Although the Town Code requires Hankins to report to the Town Council, she’s reported to the town manager since she was hired in 2012, which is in line with the Town Charter. The council on Tuesday discussed its intent to amend the Town Charter to align with the Town Code regarding the position. Council members want to amend the Town Charter to instead have Hankins report to directly to the council.
“We need to bring [the town attorney position] into compliance,” said Mayor Kwasi Fraser.
The Town Code states “the town attorney shall be appointed by the Town Council and … shall serve at the pleasure of the council.” The Town Charter, which is controlled by the Virginia General Assembly, states that “all officers and employees of the municipality … shall be appointed and may be removed by the manager.”
On Tuesday, Councilman Tip Stinnette offered another option, suggesting a hybrid option that would have Hankins reporting to both the council and to Town Manager David Mekarski.
Councilman Nedim Ogelman argued against the hybrid model and said that the Town Charter should be amended to reflect the Town Code, which he said is “a more detailed activation of the charter.”
“We need to do what our ruling institutional documents say to do,” he said.

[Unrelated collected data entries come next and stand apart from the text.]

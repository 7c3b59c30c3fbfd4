//! Value objects - Immutable objects defined by their attributes

mod attribute;
mod catalog;

pub use attribute::{modifier_for, Attribute, AttributeMap};
pub use catalog::{Catalog, CatalogError, ClassDefinition, SkillDefinition};
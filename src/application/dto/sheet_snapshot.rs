//! Wire format for saving and loading a character sheet
//!
//! The store exchanges three name-keyed maps: `attributes`,
//! `attributeModifiers` and `skillPoints`. Running totals and the expanded
//! class are never sent; totals are recomputed after a load.

use std::collections::{BTreeMap, HashMap};

use serde::{Deserialize, Serialize};

use crate::domain::entities::CharacterSheet;
use crate::domain::value_objects::AttributeMap;

/// Persisted part of a character sheet
#[derive(Debug, Clone, PartialEq, Eq, Serialize, Deserialize)]
#[serde(rename_all = "camelCase")]
pub struct SheetSnapshot {
    pub attributes: AttributeMap<u32>,
    pub attribute_modifiers: AttributeMap<i32>,
    #[serde(default)]
    pub skill_points: BTreeMap<String, u32>,
}

impl SheetSnapshot {
    /// Capture the sheet as it is right now
    pub fn from_sheet(sheet: &CharacterSheet) -> Self {
        let skill_points = sheet
            .skill_points()
            .allocations()
            .iter()
            .map(|(name, points)| (name.clone(), *points))
            .collect();

        Self {
            attributes: *sheet.attributes().values(),
            attribute_modifiers: *sheet.modifiers(),
            skill_points,
        }
    }

    pub fn into_parts(self) -> (AttributeMap<u32>, AttributeMap<i32>, HashMap<String, u32>) {
        (
            self.attributes,
            self.attribute_modifiers,
            self.skill_points.into_iter().collect(),
        )
    }
}

/// Envelope returned by the store on `GET`; the sheet is nested under `body`
#[derive(Debug, Clone, Serialize, Deserialize)]
#[serde(rename_all = "camelCase")]
pub struct LoadResponse {
    #[serde(default, skip_serializing_if = "Option::is_none")]
    pub status_code: Option<u16>,
    pub body: SheetSnapshot,
}

/// Acknowledgement returned by the store on `POST`
#[derive(Debug, Clone, PartialEq)]
pub struct SaveAck {
    pub body: serde_json::Value,
}
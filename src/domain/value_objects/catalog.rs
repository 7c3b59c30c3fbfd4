//! Static class and skill catalogs
//!
//! Catalogs are configuration: built once at startup (defaults or a catalog
//! file) and shared read-only by every sheet.

use super::attribute::{Attribute, AttributeMap};

/// A character class and the minimum attribute values it requires
#[derive(Debug, Clone, PartialEq, Eq)]
pub struct ClassDefinition {
    pub name: String,
    pub requirements: AttributeMap<u32>,
}

impl ClassDefinition {
    pub fn new(name: impl Into<String>, requirements: AttributeMap<u32>) -> Self {
        Self {
            name: name.into(),
            requirements,
        }
    }

    /// Class that needs 9 in every attribute except its primary one
    fn with_primary(name: &str, primary: Attribute, primary_value: u32) -> Self {
        let requirements =
            AttributeMap::from_fn(|attribute| if attribute == primary { primary_value } else { 9 });
        Self::new(name, requirements)
    }
}

/// A skill and the attribute whose modifier feeds its total
#[derive(Debug, Clone, PartialEq, Eq)]
pub struct SkillDefinition {
    pub name: String,
    pub attribute: Attribute,
}

impl SkillDefinition {
    pub fn new(name: impl Into<String>, attribute: Attribute) -> Self {
        Self {
            name: name.into(),
            attribute,
        }
    }
}

/// Class and skill tables, in display order
#[derive(Debug, Clone, PartialEq, Eq)]
pub struct Catalog {
    classes: Vec<ClassDefinition>,
    skills: Vec<SkillDefinition>,
}

#[derive(Debug, Clone, PartialEq, Eq, thiserror::Error)]
pub enum CatalogError {
    #[error("Duplicate class name: {0}")]
    DuplicateClass(String),
    #[error("Duplicate skill name: {0}")]
    DuplicateSkill(String),
    #[error("Catalog name cannot be empty")]
    EmptyName,
}

impl Catalog {
    pub fn new(
        classes: Vec<ClassDefinition>,
        skills: Vec<SkillDefinition>,
    ) -> Result<Self, CatalogError> {
        for (i, class) in classes.iter().enumerate() {
            if class.name.trim().is_empty() {
                return Err(CatalogError::EmptyName);
            }
            if classes[..i].iter().any(|c| c.name == class.name) {
                return Err(CatalogError::DuplicateClass(class.name.clone()));
            }
        }
        for (i, skill) in skills.iter().enumerate() {
            if skill.name.trim().is_empty() {
                return Err(CatalogError::EmptyName);
            }
            if skills[..i].iter().any(|s| s.name == skill.name) {
                return Err(CatalogError::DuplicateSkill(skill.name.clone()));
            }
        }
        Ok(Self { classes, skills })
    }

    pub fn classes(&self) -> &[ClassDefinition] {
        &self.classes
    }

    pub fn skills(&self) -> &[SkillDefinition] {
        &self.skills
    }

    pub fn class(&self, name: &str) -> Option<&ClassDefinition> {
        self.classes.iter().find(|c| c.name == name)
    }

    pub fn skill(&self, name: &str) -> Option<&SkillDefinition> {
        self.skills.iter().find(|s| s.name == name)
    }
}

impl Default for Catalog {
    fn default() -> Self {
        use Attribute::*;

        Self {
            classes: vec![
                ClassDefinition::with_primary("Barbarian", Strength, 14),
                ClassDefinition::with_primary("Wizard", Intelligence, 14),
                ClassDefinition::with_primary("Bard", Charisma, 14),
            ],
            skills: vec![
                SkillDefinition::new("Acrobatics", Dexterity),
                SkillDefinition::new("Animal Handling", Wisdom),
                SkillDefinition::new("Arcana", Intelligence),
                SkillDefinition::new("Athletics", Strength),
                SkillDefinition::new("Deception", Charisma),
                SkillDefinition::new("History", Intelligence),
                SkillDefinition::new("Insight", Wisdom),
                SkillDefinition::new("Intimidation", Charisma),
                SkillDefinition::new("Investigation", Intelligence),
                SkillDefinition::new("Medicine", Wisdom),
                SkillDefinition::new("Nature", Intelligence),
                SkillDefinition::new("Perception", Wisdom),
                SkillDefinition::new("Performance", Charisma),
                SkillDefinition::new("Persuasion", Charisma),
                SkillDefinition::new("Religion", Intelligence),
                SkillDefinition::new("Sleight of Hand", Dexterity),
                SkillDefinition::new("Stealth", Dexterity),
                SkillDefinition::new("Survival", Wisdom),
            ],
        }
    }
}
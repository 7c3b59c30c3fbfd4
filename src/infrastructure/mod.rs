//! Infrastructure layer - External adapters and implementations
//!
//! This layer contains:
//! - Config: Application configuration
//! - Catalog loader: built-in or file-based class and skill catalogs
//! - Sheet store client: HTTP adapter for the remote sheet store
//! - Store server: in-memory development sheet store
//! - Console: text rendering and line commands

pub mod catalog_loader;
pub mod config;
pub mod console;
pub mod sheet_store_client;
pub mod store_server;
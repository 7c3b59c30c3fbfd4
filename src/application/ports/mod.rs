//! Ports - Interfaces between the application and the outside world

pub mod inbound;
pub mod outbound;
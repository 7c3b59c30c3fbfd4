//! Outbound ports - Interfaces that the application requires from external systems

mod sheet_observer_port;
mod sheet_store_port;

pub use sheet_observer_port::SheetObserver;
pub use sheet_store_port::{LoadError, SaveError, SheetStorePort};
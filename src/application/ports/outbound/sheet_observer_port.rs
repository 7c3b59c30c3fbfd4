//! Sheet observer port - Rendering collaborator notified after each change

use crate::domain::entities::CharacterSheet;
use crate::domain::events::SheetEvent;

/// Receives every sheet change together with the updated sheet
pub trait SheetObserver: Send + Sync {
    fn on_sheet_changed(&self, event: &SheetEvent, sheet: &CharacterSheet);
}
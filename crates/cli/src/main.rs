//! twinjetctl - Twin-engine EICAS trainer CLI
//!
//! Runs scripted training scenarios headlessly, records flight logs and
//! inspects the fault catalogue and session configuration.

#![deny(static_mut_refs)]
#![deny(unused_must_use)]
#![deny(clippy::unwrap_used)]

mod commands;
mod error;
mod output;

use anyhow::Result;
use clap::{Parser, Subcommand};
use std::path::PathBuf;
use std::process::ExitCode;
use tracing_subscriber::{layer::SubscriberExt, util::SubscriberInitExt};

use crate::commands::RunArgs;
use crate::error::CliError;

#[derive(Parser)]
#[command(name = "twinjetctl")]
#[command(about = "Twin-engine EICAS trainer - run scenarios and inspect alerting")]
#[command(version)]
#[command(long_about = "
twinjetctl drives the twin-engine powerplant simulator and its crew alerting
system without a display. Scenarios script crew commands and instructor fault
injections against simulated time; the run prints every alert raised, every
alert cleared and every automatic shutdown.

Use --json flag for machine-readable output suitable for scripting.
")]
struct Cli {
    /// Output format (human-readable or JSON)
    #[arg(
        long,
        global = true,
        help = "Output in JSON format for machine parsing"
    )]
    json: bool,

    /// Verbose logging
    #[arg(short, long, global = true, action = clap::ArgAction::Count)]
    verbose: u8,

    #[command(subcommand)]
    command: Commands,
}

#[derive(Subcommand)]
enum Commands {
    /// Run a scenario headlessly and print the alert timeline
    Run(RunArgs),

    /// List fault conditions with band, criticality and crew message
    Faults {
        /// Show a single fault code
        code: Option<String>,
    },

    /// Print the session configuration as YAML
    Config {
        /// Configuration file to validate and show (defaults otherwise)
        #[arg(short, long)]
        path: Option<PathBuf>,
    },

    /// Check a scenario file without running it
    Validate {
        /// Scenario file
        scenario: PathBuf,
    },
}

fn init_logging(verbose: u8) {
    let log_level = match verbose {
        0 => "warn",
        1 => "info",
        2 => "debug",
        _ => "trace",
    };

    tracing_subscriber::registry()
        .with(
            tracing_subscriber::EnvFilter::try_from_default_env()
                .unwrap_or_else(|_| tracing_subscriber::EnvFilter::new(log_level)),
        )
        .with(
            tracing_subscriber::fmt::layer()
                .with_target(false)
                .with_writer(std::io::stderr),
        )
        .init();
}

fn main() -> ExitCode {
    let cli = Cli::parse();
    init_logging(cli.verbose);

    match execute_command(&cli) {
        Ok(()) => ExitCode::SUCCESS,
        Err(e) => {
            if cli.json {
                output::print_error_json(&e);
            } else {
                output::print_error_human(&e);
            }
            ExitCode::from(e.downcast_ref::<CliError>().map_or(1, CliError::exit_code))
        }
    }
}

fn execute_command(cli: &Cli) -> Result<()> {
    match &cli.command {
        Commands::Run(args) => commands::run::execute(args, cli.json),
        Commands::Faults { code } => commands::faults::execute(code.as_deref(), cli.json),
        Commands::Config { path } => commands::config::execute(path.as_deref(), cli.json),
        Commands::Validate { scenario } => commands::validate::execute(scenario, cli.json),
    }
}
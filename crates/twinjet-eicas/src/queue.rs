//! Rising-edge alert display queue.

use core::time::Duration;

use twinjet_faults::{CONDITION_COUNT, FaultCondition};

use crate::evaluator::push_unique;
use crate::{ConditionSet, EicasError};

/// How long an alert stays on the display after its rising edge.
pub const DEFAULT_DISPLAY_WINDOW: Duration = Duration::from_secs(5);

/// A condition currently on the display.
#[derive(Debug, Clone, Copy, PartialEq, Eq)]
pub struct ActiveAlert {
    /// The displayed condition.
    pub condition: FaultCondition,
    /// Simulation time of the latest rising edge.
    pub raised_at: Duration,
    /// Simulation time after which the alert is removed.
    pub expire_at: Duration,
}

/// Turns per-tick raw condition sets into the list of visible alerts.
///
/// A condition is shown when it newly appears (absent last tick, present
/// now) and stays for the display window. Staying true does not extend the
/// window; only a fresh rising edge does. Alerts are listed in the order
/// they were first raised.
#[derive(Debug, Clone)]
pub struct AlertQueue {
    window: Duration,
    previous: ConditionSet,
    alerts: heapless::Vec<ActiveAlert, CONDITION_COUNT>,
}

impl Default for AlertQueue {
    fn default() -> Self {
        Self {
            window: DEFAULT_DISPLAY_WINDOW,
            previous: ConditionSet::new(),
            alerts: heapless::Vec::new(),
        }
    }
}

impl AlertQueue {
    /// Create a queue with the default five second window.
    pub fn new() -> Self {
        Self::default()
    }

    /// Create a queue with a custom display window.
    ///
    /// # Errors
    ///
    /// Returns [`EicasError::ZeroDisplayWindow`] if `window` is zero.
    pub fn with_window(window: Duration) -> Result<Self, EicasError> {
        if window.is_zero() {
            return Err(EicasError::ZeroDisplayWindow);
        }
        Ok(Self {
            window,
            ..Self::default()
        })
    }

    /// Feed this tick's raw conditions and return what should be visible.
    pub fn update(&mut self, raw: &[FaultCondition], now: Duration) -> ConditionSet {
        for &condition in raw {
            if self.previous.contains(&condition) {
                continue;
            }
            let expire_at = now.saturating_add(self.window);
            if let Some(alert) = self.alerts.iter_mut().find(|a| a.condition == condition) {
                alert.raised_at = now;
                alert.expire_at = expire_at;
                tracing::debug!(fault = condition.code(), ?now, "Alert re-triggered");
            } else if self
                .alerts
                .push(ActiveAlert {
                    condition,
                    raised_at: now,
                    expire_at,
                })
                .is_ok()
            {
                tracing::debug!(fault = condition.code(), ?now, "Alert raised");
            }
        }

        self.alerts.retain(|alert| {
            let keep = alert.expire_at >= now;
            if !keep {
                tracing::trace!(fault = alert.condition.code(), ?now, "Alert expired");
            }
            keep
        });

        self.previous.clear();
        for &condition in raw {
            push_unique(&mut self.previous, condition);
        }

        self.visible()
    }

    /// Conditions currently displayed, in insertion order.
    pub fn visible(&self) -> ConditionSet {
        let mut visible = ConditionSet::new();
        for alert in &self.alerts {
            push_unique(&mut visible, alert.condition);
        }
        visible
    }

    /// Alerts currently displayed.
    pub fn active(&self) -> &[ActiveAlert] {
        &self.alerts
    }

    /// Returns true if `condition` is on the display.
    pub fn is_active(&self, condition: FaultCondition) -> bool {
        self.alerts.iter().any(|a| a.condition == condition)
    }

    /// Raw conditions seen on the last update.
    pub fn previous(&self) -> &[FaultCondition] {
        &self.previous
    }

    /// Display window.
    pub fn window(&self) -> Duration {
        self.window
    }

    /// Forget every alert and the previous raw set.
    pub fn clear(&mut self) {
        self.alerts.clear();
        self.previous.clear();
    }
}
//! Per-tick output consumers.

use std::time::Duration;

use twinjet_eicas::ConditionSet;
use twinjet_sim::{LifecycleState, ObservedData};

use crate::SessionResult;

/// Everything collaborators need to know about one simulation tick.
#[derive(Debug, Clone, PartialEq)]
pub struct TickReport {
    /// Simulation time at the end of the tick.
    pub time: Duration,
    /// Lifecycle state after the tick (and after any auto-shutdown).
    pub state: LifecycleState,
    /// Sensor snapshot produced by the tick.
    pub observed: ObservedData,
    /// Conditions true this tick, in severity order.
    pub raw: ConditionSet,
    /// Conditions on the display.
    pub visible: ConditionSet,
    /// Conditions raised or re-triggered this tick.
    pub raised: ConditionSet,
    /// Conditions that dropped off the display this tick.
    pub expired: ConditionSet,
    /// Running with both speeds at or above the stabilization threshold.
    pub stabilized: bool,
    /// The auto-protection policy stopped the engines this tick.
    pub auto_shutdown: bool,
}

/// Receives every [`TickReport`] a session produces.
pub trait TickSink {
    /// Consume one report.
    ///
    /// # Errors
    ///
    /// Returns an error if the sink cannot accept the report (for example a
    /// failed write); the session stops and propagates it.
    fn record(&mut self, report: &TickReport) -> SessionResult<()>;
}

/// Discards every report.
#[derive(Debug, Clone, Copy, Default)]
pub struct NullSink;

impl TickSink for NullSink {
    fn record(&mut self, _report: &TickReport) -> SessionResult<()> {
        Ok(())
    }
}

impl TickSink for Vec<TickReport> {
    fn record(&mut self, report: &TickReport) -> SessionResult<()> {
        self.push(report.clone());
        Ok(())
    }
}

impl<S: TickSink + ?Sized> TickSink for &mut S {
    fn record(&mut self, report: &TickReport) -> SessionResult<()> {
        (**self).record(report)
    }
}

impl<A: TickSink, B: TickSink> TickSink for (A, B) {
    fn record(&mut self, report: &TickReport) -> SessionResult<()> {
        self.0.record(report)?;
        self.1.record(report)
    }
}

impl<S: TickSink> TickSink for Option<S> {
    fn record(&mut self, report: &TickReport) -> SessionResult<()> {
        match self {
            Some(sink) => sink.record(report),
            None => Ok(()),
        }
    }
}
//! Scripted training scenarios.

use std::path::Path;
use std::time::Duration;

use serde::{Deserialize, Serialize};

use crate::command::Command;
use crate::document::load_document;
use crate::{SessionError, SessionResult};

/// A command scheduled at a time offset from the start of the run.
#[derive(Debug, Clone, Copy, PartialEq, Serialize, Deserialize)]
pub struct ScenarioEvent {
    /// Offset in seconds.
    pub at_secs: f64,
    /// Command to deliver.
    pub command: Command,
}

/// A headless run: how long, and which commands when.
///
/// ```yaml
/// name: overspeed drill
/// duration_secs: 20.0
/// events:
///   - { at_secs: 0.0, command: start }
///   - { at_secs: 9.0, command: { inject: OVERSPEED_SEVERE } }
/// ```
#[derive(Debug, Clone, PartialEq, Serialize, Deserialize)]
pub struct Scenario {
    /// Short identifier shown in output.
    pub name: String,
    /// Free-form notes for the instructor.
    #[serde(default, skip_serializing_if = "Option::is_none")]
    pub description: Option<String>,
    /// Total simulated time in seconds.
    pub duration_secs: f64,
    /// Scheduled commands; need not be sorted.
    #[serde(default)]
    pub events: Vec<ScenarioEvent>,
}

fn seconds(name: &str, value: f64) -> SessionResult<Duration> {
    if !value.is_finite() || value < 0.0 {
        return Err(SessionError::InvalidScenario(format!(
            "{name} must be a finite, non-negative number of seconds, got {value}"
        )));
    }
    Duration::try_from_secs_f64(value)
        .map_err(|e| SessionError::InvalidScenario(format!("{name}: {e}")))
}

impl Scenario {
    /// Load and validate a `.yaml`, `.yml` or `.json` scenario.
    ///
    /// # Errors
    ///
    /// Returns an error if the file cannot be read or parsed, or fails
    /// [`Scenario::validate`].
    pub fn load(path: &Path) -> SessionResult<Self> {
        let scenario: Scenario = load_document(path)?;
        scenario.validate()?;
        tracing::info!(
            path = %path.display(),
            name = %scenario.name,
            events = scenario.events.len(),
            "Loaded scenario"
        );
        Ok(scenario)
    }

    /// Parse and validate YAML text.
    ///
    /// # Errors
    ///
    /// Returns an error if the text does not parse or fails validation.
    pub fn from_yaml_str(text: &str) -> SessionResult<Self> {
        let scenario: Scenario = serde_yaml::from_str(text)?;
        scenario.validate()?;
        Ok(scenario)
    }

    /// Total simulated time.
    ///
    /// # Errors
    ///
    /// Returns [`SessionError::InvalidScenario`] for a negative or
    /// non-finite duration.
    pub fn duration(&self) -> SessionResult<Duration> {
        seconds("duration_secs", self.duration_secs)
    }

    /// Events as `(offset, command)` pairs sorted by offset.
    ///
    /// Events sharing an offset keep their file order.
    ///
    /// # Errors
    ///
    /// Returns [`SessionError::InvalidScenario`] for a bad offset.
    pub fn timeline(&self) -> SessionResult<Vec<(Duration, Command)>> {
        let mut timeline = self
            .events
            .iter()
            .map(|event| Ok((seconds("at_secs", event.at_secs)?, event.command)))
            .collect::<SessionResult<Vec<_>>>()?;
        timeline.sort_by_key(|&(at, _)| at);
        Ok(timeline)
    }

    /// Check the name, the duration and every event offset.
    ///
    /// # Errors
    ///
    /// Returns [`SessionError::InvalidScenario`] describing the first
    /// problem found.
    pub fn validate(&self) -> SessionResult<()> {
        if self.name.trim().is_empty() {
            return Err(SessionError::InvalidScenario(
                "name must not be empty".to_string(),
            ));
        }
        let duration = self.duration()?;
        if duration.is_zero() {
            return Err(SessionError::InvalidScenario(
                "duration_secs must be positive".to_string(),
            ));
        }
        for (at, command) in self.timeline()? {
            if at > duration {
                return Err(SessionError::InvalidScenario(format!(
                    "'{command}' at {:.3}s is past the end of the run ({:.3}s)",
                    at.as_secs_f64(),
                    duration.as_secs_f64()
                )));
            }
        }
        Ok(())
    }
}
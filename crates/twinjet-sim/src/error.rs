//! Error types for simulator configuration.

/// Simulator configuration errors.
///
/// Simulation itself never fails; only building a simulator from an
/// out-of-range [`SimConfig`](crate::SimConfig) does.
#[derive(Debug, Clone, PartialEq, Eq, thiserror::Error)]
pub enum SimError {
    /// A physics parameter is outside its valid range.
    #[error("invalid simulator parameter '{name}': {reason}")]
    InvalidParameter {
        /// Name of the offending field.
        name: &'static str,
        /// Why the value was rejected.
        reason: &'static str,
    },
}

impl SimError {
    /// Create a new invalid parameter error.
    pub fn invalid(name: &'static str, reason: &'static str) -> Self {
        SimError::InvalidParameter { name, reason }
    }
}

/// Result type for simulator operations.
pub type SimResult<T> = Result<T, SimError>;
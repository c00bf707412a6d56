//! Scenario validation

use anyhow::Result;
use std::path::Path;
use twinjet_session::Scenario;

use crate::error::CliError;
use crate::output;

/// Execute the validate command
pub fn execute(path: &Path, json: bool) -> Result<()> {
    let scenario = Scenario::load(path)
        .map_err(|e| CliError::InvalidScenario(format!("{}: {e}", path.display())))?;
    let timeline = scenario
        .timeline()
        .map_err(|e| CliError::InvalidScenario(e.to_string()))?;
    output::print_scenario(&scenario, &timeline, json)
}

Mayor Kwasi Fraser said that the Town Charter does not explicitly mention the town attorney position, but that the Town Code specifies that the town attorney should work at the pleasure of Town Council.
When asked to define “at the pleasure of the council,” Hankins said that it’s equivalent to “at will,” meaning the Town Council can hire or fire her for any reason at any time.
It is common for government attorneys to be hired directly by the elected leaders; for example, the Board of Supervisors directly hires only the county administrator and the county attorney. However, the Purcellville council also discussed the possibility of amending the charter to allow the zoning administrator, finance director and town clerk positions also to report directly to the council, rather than Mekarski.
Hankins cautioned the council that such a change is uncommon and that it could make those positions “very susceptible to political pressure,” especially the zoning administrator and finance director positions, since they deal with land use and town finances.
“When you politicize those positions, that may not be an adequate check and balance,” she said.
The Town Council plans to discuss the matter further at a later meeting. If it wants to have the Town Charter amended during next year’s General Assembly, session, it will need to hold a public hearing and have a state delegate or senator sponsor a bill to do so before the end of this year.